Following that, I put the app on pause. I forgot all about it until a year later, the judge who trashed the app at the first hackathon reached out to me about buying the app. What a turn of events.

He had an investor who was interested in buying small apps and turning them around. But when I told them I wanted (only) $20,000 for it, they decided it was too expensive to buy it. So instead, they chose to rename the app and start it up again with me as CTO. The investor came on board as CEO, the judge as COO, and we found a marketing guy.

We added many features and changed the app to make it for exclusive parties instead of public plans. Of course, you had to verify yourself with email and a phone number and all that jazz.

A few weeks later, the app was ready. But the marketing guy fell out, and now we had an app with no execution plan. The other two guys lost interest, and I lost time. Following that, I put the idea on hold indefinitely.

The idea excited me, though. And some of the elements later became part of Boar. I am fascinated with social apps and have taken a crack at many different ideas over the years.

Present

Over the last couple of weeks, I started working on PlanBear again. It began as an experiment with GraphQL, React Native, TypeScript. Before I knew it, I had a functional app on my hands.

List of plans
List of plans
Comments on a plan
Comments on a plan
Creating a plan
Creating a plan

Features

The app looks slick garbage but has a lot of cool features.
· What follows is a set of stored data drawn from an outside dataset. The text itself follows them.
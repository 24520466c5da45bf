use super::util::{
    parse_assignment, parse_assignments_for_edit, parse_class_group, parse_index, parse_indices,
};
use super::{
    tokenize, ArgumentMultimap, ParseError, ALL_PREFIXES, PREFIX_ASSIGNMENT, PREFIX_CLASS,
    PREFIX_LEVEL, PREFIX_NAME, PREFIX_PHONE,
};
use crate::commands::{
    AssignAllCommand, AssignCommand, MarkCommand, UnassignAllCommand, UnassignCommand,
    UnmarkCommand,
};
use crate::index::Index;
use crate::models::{Assignment, ClassGroup};

pub(super) fn parse_assign(args: &str) -> Result<AssignCommand, ParseError> {
    let (index, class_group, map) = index_class_and_assignments(args, AssignCommand::USAGE)?;
    let assignments = parse_assignments_for_edit(map.all_values(PREFIX_ASSIGNMENT), &class_group)?;
    Ok(AssignCommand::new(index, class_group, assignments))
}

pub(super) fn parse_unassign(args: &str) -> Result<UnassignCommand, ParseError> {
    let (index, class_group, map) = index_class_and_assignments(args, UnassignCommand::USAGE)?;
    let assignments = parse_assignments_for_edit(map.all_values(PREFIX_ASSIGNMENT), &class_group)?;
    Ok(UnassignCommand::new(index, class_group, assignments))
}

pub(super) fn parse_assign_all(args: &str) -> Result<AssignAllCommand, ParseError> {
    let map = checked_class_and_assignment(args, AssignAllCommand::USAGE)?;
    if !map.preamble().is_empty() {
        return Err(ParseError::InvalidCommandFormat(AssignAllCommand::USAGE));
    }
    let (class_group, assignment) = single_assignment(&map)?;
    Ok(AssignAllCommand::new(class_group, assignment))
}

pub(super) fn parse_unassign_all(args: &str) -> Result<UnassignAllCommand, ParseError> {
    let map = checked_class_and_assignment(args, UnassignAllCommand::USAGE)?;
    if !map.preamble().is_empty() {
        return Err(ParseError::InvalidCommandFormat(UnassignAllCommand::USAGE));
    }
    let (class_group, assignment) = single_assignment(&map)?;
    Ok(UnassignAllCommand::new(class_group, assignment))
}

pub(super) fn parse_mark(args: &str) -> Result<MarkCommand, ParseError> {
    let (indices, assignment) = indices_and_assignment(args, MarkCommand::USAGE)?;
    Ok(MarkCommand::new(indices, assignment))
}

pub(super) fn parse_unmark(args: &str) -> Result<UnmarkCommand, ParseError> {
    let (indices, assignment) = indices_and_assignment(args, UnmarkCommand::USAGE)?;
    Ok(UnmarkCommand::new(indices, assignment))
}

/// `INDEX c/CLASS a/ASSIGNMENT...` as taken by `assign` and `unassign`.
fn index_class_and_assignments(
    args: &str,
    usage: &'static str,
) -> Result<(Index, ClassGroup, ArgumentMultimap), ParseError> {
    let map = tokenize(args, &ALL_PREFIXES);
    let index =
        parse_index(map.preamble()).map_err(|_| ParseError::InvalidCommandFormat(usage))?;
    if !map.contains(PREFIX_CLASS) || !map.contains(PREFIX_ASSIGNMENT) {
        return Err(ParseError::InvalidCommandFormat(usage));
    }
    map.verify_no_invalid_prefixes_for(&[PREFIX_NAME, PREFIX_PHONE, PREFIX_LEVEL])?;
    map.verify_no_duplicate_prefixes_for(&[PREFIX_CLASS])?;

    let class_group = parse_class_group(map.value(PREFIX_CLASS).unwrap_or_default())?;
    Ok((index, class_group, map))
}

/// Tokenizes `args` and checks that exactly one `c/` and one `a/` are present
/// and nothing else. The preamble is left to the caller.
fn checked_class_and_assignment(
    args: &str,
    usage: &'static str,
) -> Result<ArgumentMultimap, ParseError> {
    let map = tokenize(args, &ALL_PREFIXES);
    if !map.contains(PREFIX_CLASS) || !map.contains(PREFIX_ASSIGNMENT) {
        return Err(ParseError::InvalidCommandFormat(usage));
    }
    map.verify_no_invalid_prefixes_for(&[PREFIX_NAME, PREFIX_PHONE, PREFIX_LEVEL])?;
    map.verify_no_duplicate_prefixes_for(&[PREFIX_CLASS, PREFIX_ASSIGNMENT])?;
    Ok(map)
}

fn single_assignment(map: &ArgumentMultimap) -> Result<(ClassGroup, Assignment), ParseError> {
    let class_group = parse_class_group(map.value(PREFIX_CLASS).unwrap_or_default())?;
    let assignment = parse_assignment(
        map.value(PREFIX_ASSIGNMENT).unwrap_or_default(),
        &class_group,
    )?;
    Ok((class_group, assignment))
}

/// `INDEX[-INDEX] [INDEX]... c/CLASS a/ASSIGNMENT` as taken by `mark` and
/// `unmark`.
fn indices_and_assignment(
    args: &str,
    usage: &'static str,
) -> Result<(Vec<Index>, Assignment), ParseError> {
    let map = checked_class_and_assignment(args, usage)?;
    if map.preamble().is_empty() {
        return Err(ParseError::InvalidCommandFormat(usage));
    }
    let indices = parse_indices(map.preamble())?;
    let (_, assignment) = single_assignment(&map)?;
    Ok((indices, assignment))
}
  • Create a plan with optional maximum participants and expiry, so you have time to organize
  • People nearby can request to join your plans
  • All accepted members can comment and see other accepted members
  • Only the plan owner can accept and remove members
  • Once the plan is over, people can rate other members
  • You can only create plans for up to 10 days in the future; this isn't Meetup!

It's not finished and probably will never be. It's another one of my experiments, and I may never see the light of the App Store. But the good news is, like all my experiments, it's open-source. You can find the code on GitHub.